The Kappa Tutorial, v4.1¶

Kappa is a language to write computational models; it is intended for biochemical signaling cascades, but not constrained to that use-case. Currently, there are two main platforms to develop and run Kappa-based models:

Command-line binaries & script files
Browser-based proto-IDE

For the binaries, there are KaSim nightly builds and there is the KaSim source code. Power users will probably want to compile from source code. The procedure to achieve that will be detailled in a second part elsewhere. For developing Kappa scripts, there is a Notepad++ syntax highlighter avaialable at the development home page.
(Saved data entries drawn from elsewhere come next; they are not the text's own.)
use anyhow::Result;
use tracing::info;

use crate::database_ops::retention::{prune_stale_variants, STALE_VARIANT_DAYS};
use crate::util::env::env_parse;

#[derive(Debug, Clone, Default)]
pub struct PruneVariantsConfig {
    /// Optional override for the Postgres connection string.
    pub database_url: Option<String>,
    /// Staleness horizon in days (defaults to env or 30).
    pub days: Option<i64>,
}

pub async fn run(cfg: PruneVariantsConfig) -> Result<()> {
    let db = super::connect(cfg.database_url.clone()).await?;
    let days = cfg
        .days
        .unwrap_or_else(|| env_parse("DEALTRACK_STALE_VARIANT_DAYS", STALE_VARIANT_DAYS));

    let matched = prune_stale_variants(&db, days).await?;
    info!(matched, "stale-variant prune job complete");
    Ok(())
}
/// One purchasable variant of a product, embedded in the product document.
#[derive(Debug, Clone, Serialize, Deserialize)]
pub struct VariantDoc {
    /// Upstream variant id. Unstable across refreshes; never a join key.
    #[serde(default)]
    pub sid: String,
    /// Normalized display-color key.
    #[serde(default)]
    pub c: String,
    /// Strict canonical properties serialization.
    #[serde(default)]
    pub sp: String,
    /// Loose properties comparison key.
    #[serde(default)]
    pub sp_key: String,
    #[serde(default, skip_serializing_if = "Option::is_none")]
    pub link: Option<String>,
    #[serde(default = "default_currency")]
    pub cur: String,
    /// Day-keyed price ledger.
    #[serde(default)]
    pub pd: BTreeMap<String, RawPricePoint>,
}

/// Outcome of a single ledger write attempt.
#[derive(Debug, Clone, Copy, PartialEq, Eq)]
pub enum PointWrite {
    Inserted,
    Lowered,
    Unchanged,
}

/// Lowest-of-day decision: absent day inserts, present day overwrites only
/// when the new sale price is strictly lower.
pub fn decide_point_write(existing: Option<&RawPricePoint>, sale: f64) -> PointWrite {
    match existing {
        None => PointWrite::Inserted,
        Some(point) => match point.sale_price() {
            Some(current) if current > sale => PointWrite::Lowered,
            // Unparseable stored price: keep on ambiguity.
            _ => PointWrite::Unchanged,
        },
    }
}

/// Apply the lowest-of-day rule to a variant's ledger in place.
pub fn record_point(
    variant: &mut VariantDoc,
    day_key: &str,
    sale: f64,
    observed: DateTime<Utc>,
) -> PointWrite {
    let write = decide_point_write(variant.pd.get(day_key), sale);
    if write != PointWrite::Unchanged {
        variant
            .pd
            .insert(day_key.to_string(), RawPricePoint::observed(sale, observed));
    }
    write
}

// ---------------------------------------------------------------------------
// Mutation planning

/// Normalized incoming variant, ready for matching and storage.
#[derive(Debug, Clone)]
pub struct VariantObservation {
    pub sid: String,
    pub color_key: String,
    pub sp_canonical: String,
    pub sp_compare_key: String,
    /// Raw properties payload string, kept for the legacy storage-side filter.
    pub sp_raw: String,
    pub link: Option<String>,
    pub currency: String,
    /// Tax-inclusive sale price; None when rejected by positive-number parsing.
    pub sale: Option<f64>,
}
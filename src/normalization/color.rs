/// Comparison key for a variant's display color.
///
/// Normalization steps:
/// - NFKC-style width folding for fullwidth ASCII forms
/// - drop all whitespace (including NBSP) and zero-width characters
/// - drop bracketing/separator punctuation that storefronts sprinkle freely
/// - lowercase
///
/// "스페이스 그레이", "Space-Gray" and "ＳｐａｃｅＧｒａｙ\u{200B}" all reduce to
/// the same key.
pub fn color_key(raw: &str) -> String {
    let mut out = String::with_capacity(raw.len());
    for ch in raw.chars() {
        let ch = fold_width(ch);
        if ch.is_whitespace() || is_zero_width(ch) || is_separator_noise(ch) {
            continue;
        }
        for lower in ch.to_lowercase() {
            out.push(lower);
        }
    }
    out
}

/// Map fullwidth ASCII (U+FF01..=U+FF5E) back to its halfwidth form.
fn fold_width(ch: char) -> char {
    let code = ch as u32;
    if (0xFF01..=0xFF5E).contains(&code) {
        char::from_u32(code - 0xFEE0).unwrap_or(ch)
    } else {
        ch
    }
}

fn is_zero_width(ch: char) -> bool {
    matches!(ch, '\u{200B}'..='\u{200D}' | '\u{FEFF}')
}

fn is_separator_noise(ch: char) -> bool {
    matches!(
        ch,
        '(' | ')'
            | '['
            | ']'
            | '{'
            | '}'
            | ':'
            | ';'
            | ','
            | '\''
            | '"'
            | '`'
            | '-'
            | '_'
            | '·'
            | '•'
            | '・'
            | 'ㆍ'
    )
}

#[cfg(test)]
mod tests {
    use super::*;

    #[test]
    fn strips_whitespace_and_zero_width() {
        assert_eq!(color_key("Space\u{200B} Gray"), "spacegray");
        assert_eq!(color_key("\u{FEFF}블랙\u{00A0}"), "블랙");
    }

    #[test]
    fn folds_fullwidth_ascii() {
        assert_eq!(color_key("Ｂｌｕｅ"), "blue");
    }

    #[test]
    fn drops_separator_punctuation() {
        assert_eq!(color_key("Navy-Blue (matte)"), "navybluematte");
        assert_eq!(color_key("레드 · 무광"), "레드무광");
    }

    #[test]
    fn equal_keys_for_noisy_duplicates() {
        assert_eq!(color_key(" ＲＥＤ "), color_key("red"));
    }
}
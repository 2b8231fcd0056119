pub mod ingest;
pub mod prune_points;
pub mod prune_products;
pub mod prune_variants;
pub mod purge_volume;
pub mod rankings;
pub mod show_lists;

use crate::database_ops::db::Db;
use crate::util::env as env_util;
use anyhow::Result;

/// Shared connect path for job binaries: resolve the DSN (explicit override
/// first), then open a small pool.
pub(crate) async fn connect(database_url: Option<String>) -> Result<Db> {
    env_util::init_env();
    let url = match database_url {
        Some(url) => url,
        None => env_util::db_url()?,
    };
    let max_conns: u32 = env_util::env_parse("DB_MAX_CONNS", 5u32);
    Db::connect(&url, max_conns).await
}
pub mod db;
pub mod products;
pub mod rankings;
pub mod retention;
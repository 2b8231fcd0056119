//! Canonicalization of raw variant display attributes into comparison keys.
//!
//! Upstream variant identifiers are not stable across catalog refreshes, so
//! variant identity is derived from what a shopper actually sees: the display
//! color and the named option properties. Two normalization strictness
//! levels exist for the properties side (see [`props`]); the stored side was
//! not always written with today's rules, and the looser key absorbs that
//! drift.

pub mod color;
pub mod props;

pub use color::color_key;
pub use props::{canonical_props, props_compare_key, strip_for_compare};
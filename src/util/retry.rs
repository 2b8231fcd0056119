//! Retry policy for upstream catalog calls.
//!
//! Exponential backoff with proportional jitter and a capped maximum delay.
//! Only transient failures (timeout, connect/reset, 429, 5xx) are retried;
//! other HTTP errors fail immediately and surface as a per-item error. A
//! server-supplied Retry-After wins over the computed delay when larger.

use rand::Rng;
use std::time::Duration;

#[derive(Debug, Clone)]
pub struct RetryPolicy {
    /// Number of retries after the first attempt (total attempts = retries + 1).
    pub retries: u32,
    pub base: Duration,
    pub factor: f64,
    /// Proportional jitter, e.g. 0.35 adds up to ±35% of the computed delay.
    pub jitter: f64,
    pub max_delay: Duration,
}

impl Default for RetryPolicy {
    fn default() -> Self {
        Self {
            retries: 4,
            base: Duration::from_millis(600),
            factor: 2.0,
            jitter: 0.35,
            max_delay: Duration::from_secs(10),
        }
    }
}

impl RetryPolicy {
    /// Smaller budget used for secondary by-id detail lookups.
    pub fn detail_fallback() -> Self {
        Self {
            retries: 2,
            base: Duration::from_millis(800),
            ..Self::default()
        }
    }

    /// Backoff delay for the given zero-based attempt, jittered and capped.
    pub fn delay_for(&self, attempt: u32) -> Duration {
        let exp = self.base.as_millis() as f64 * self.factor.powi(attempt as i32);
        let capped = exp.min(self.max_delay.as_millis() as f64);
        let spread = capped * self.jitter;
        let jittered = if spread > 0.0 {
            let delta = rand::thread_rng().gen_range(-spread..=spread);
            (capped + delta).max(0.0)
        } else {
            capped
        };
        Duration::from_millis(jittered.min(self.max_delay.as_millis() as f64) as u64)
    }

    /// Run `op` with this policy. `op` errors are classified by
    /// [`FetchError::is_transient`]; permanent errors return immediately.
    pub async fn run<T, F, Fut>(&self, mut op: F) -> Result<T, FetchError>
    where
        F: FnMut() -> Fut,
        Fut: std::future::Future<Output = Result<T, FetchError>>,
    {
        let mut attempt: u32 = 0;
        loop {
            match op().await {
                Ok(v) => return Ok(v),
                Err(err) if err.is_transient() && attempt < self.retries => {
                    let delay = err
                        .retry_after
                        .filter(|ra| *ra > self.delay_for(attempt))
                        .unwrap_or_else(|| self.delay_for(attempt));
                    tracing::debug!(attempt, delay_ms = delay.as_millis() as u64, error = %err.message, "transient upstream failure; backing off");
                    tokio::time::sleep(delay).await;
                    attempt += 1;
                }
                Err(err) => return Err(err),
            }
        }
    }
}

/// Classified upstream failure.
#[derive(Debug)]
pub struct FetchError {
    pub message: String,
    pub transient: bool,
    /// Server-supplied Retry-After hint, when present.
    pub retry_after: Option<Duration>,
}

impl FetchError {
    pub fn transient(message: impl Into<String>) -> Self {
        Self {
            message: message.into(),
            transient: true,
            retry_after: None,
        }
    }

    pub fn permanent(message: impl Into<String>) -> Self {
        Self {
            message: message.into(),
            transient: false,
            retry_after: None,
        }
    }

    pub fn with_retry_after(mut self, hint: Option<Duration>) -> Self {
        self.retry_after = hint;
        self
    }

    pub fn is_transient(&self) -> bool {
        self.transient
    }

    /// Classify an HTTP status: 429 and 5xx retry, other 4xx fail fast.
    pub fn from_status(status: reqwest::StatusCode, body_snippet: &str) -> Self {
        let message = format!("HTTP {status}: {body_snippet}");
        if status.as_u16() == 429 || status.is_server_error() {
            Self::transient(message)
        } else {
            Self::permanent(message)
        }
    }
}

impl From<reqwest::Error> for FetchError {
    fn from(err: reqwest::Error) -> Self {
        // Timeouts and connection-level failures are worth a retry; body
        // decode errors are not (the server answered, the payload is bad).
        let transient = err.is_timeout() || err.is_connect() || err.is_request();
        Self {
            message: err.to_string(),
            transient: transient && !err.is_decode(),
            retry_after: None,
        }
    }
}

impl std::fmt::Display for FetchError {
    fn fmt(&self, f: &mut std::fmt::Formatter<'_>) -> std::fmt::Result {
        write!(f, "{}", self.message)
    }
}

impl std::error::Error for FetchError {}

#[cfg(test)]
mod tests {
    use super::*;

    #[test]
    fn delay_is_capped() {
        let policy = RetryPolicy {
            jitter: 0.0,
            ..RetryPolicy::default()
        };
        // 600ms * 2^6 would be 38.4s without the cap.
        assert_eq!(policy.delay_for(6), Duration::from_secs(10));
    }

    #[test]
    fn delay_grows_exponentially_without_jitter() {
        let policy = RetryPolicy {
            jitter: 0.0,
            ..RetryPolicy::default()
        };
        assert_eq!(policy.delay_for(0), Duration::from_millis(600));
        assert_eq!(policy.delay_for(1), Duration::from_millis(1200));
        assert_eq!(policy.delay_for(2), Duration::from_millis(2400));
    }

    #[test]
    fn classifies_statuses() {
        use reqwest::StatusCode;
        assert!(FetchError::from_status(StatusCode::TOO_MANY_REQUESTS, "").is_transient());
        assert!(FetchError::from_status(StatusCode::BAD_GATEWAY, "").is_transient());
        assert!(!FetchError::from_status(StatusCode::NOT_FOUND, "").is_transient());
        assert!(!FetchError::from_status(StatusCode::FORBIDDEN, "").is_transient());
    }

    #[tokio::test]
    async fn permanent_errors_do_not_retry() {
        let policy = RetryPolicy::default();
        let mut calls = 0u32;
        let res: Result<(), _> = policy
            .run(|| {
                calls += 1;
                async { Err(FetchError::permanent("HTTP 404")) }
            })
            .await;
        assert!(res.is_err());
        assert_eq!(calls, 1);
    }

    #[tokio::test]
    async fn transient_errors_retry_until_budget() {
        let policy = RetryPolicy {
            retries: 2,
            base: Duration::from_millis(1),
            jitter: 0.0,
            ..RetryPolicy::default()
        };
        let mut calls = 0u32;
        let res: Result<(), _> = policy
            .run(|| {
                calls += 1;
                async { Err(FetchError::transient("timeout")) }
            })
            .await;
        assert!(res.is_err());
        assert_eq!(calls, 3);
    }
}
use anyhow::Result;
use tracing::info;

use crate::database_ops::retention::{delete_silent_products, SweepConfig, SILENT_PRODUCT_DAYS};
use crate::util::env::env_parse;

#[derive(Debug, Clone, Default)]
pub struct PruneProductsConfig {
    /// Optional override for the Postgres connection string.
    pub database_url: Option<String>,
    /// Silence horizon in days (defaults to env or 16).
    pub days: Option<i64>,
    /// Delete batch size (defaults to env or 500).
    pub batch_size: Option<usize>,
}

pub async fn run(cfg: PruneProductsConfig) -> Result<()> {
    let db = super::connect(cfg.database_url.clone()).await?;
    let days = cfg
        .days
        .unwrap_or_else(|| env_parse("DEALTRACK_SILENT_PRODUCT_DAYS", SILENT_PRODUCT_DAYS));
    let sweep = SweepConfig {
        batch_size: cfg
            .batch_size
            .unwrap_or_else(|| env_parse("DEALTRACK_DELETE_BATCH_SIZE", 500usize)),
        progress_every: env_parse("DEALTRACK_PROGRESS_EVERY", 1000usize),
    };

    let summary = delete_silent_products(&db, days, &sweep).await?;
    info!(
        total = summary.total,
        deleted = summary.deleted,
        kept = summary.kept,
        failed_batches = summary.failed_batches,
        sample = ?summary.sample_deleted_ids,
        "silent-product prune job complete"
    );
    Ok(())
}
As this is a tutorial, we’ll write a simple Kappa model and do some basic analysis of it. The proto-IDE will suffice for these purposes, so go ahead an open it in your browser of choice.

The Kappa Script¶

Kappa script files customarily have the .ka file extension, e.g.: foo.ka. Each line of code is treated independently, so the order of instructions doesn’t matter (except for variables, who must be declared prior to being used). While KaSim will not complain about the structure of the code, your advisor might: understandable scripts do have a structure. Moreover, they have comments and explanations. In Kappa, there are 2 kinds of comments:

line comments:	start with the pound symbol `#` and end with the end of the line
block comments:	start by `/` and end by `/`, and can span multiple lines

You can split your model into different files, and tell the simulator to read them in order. You can also put everything on the same file. This last usage is the one will be following here.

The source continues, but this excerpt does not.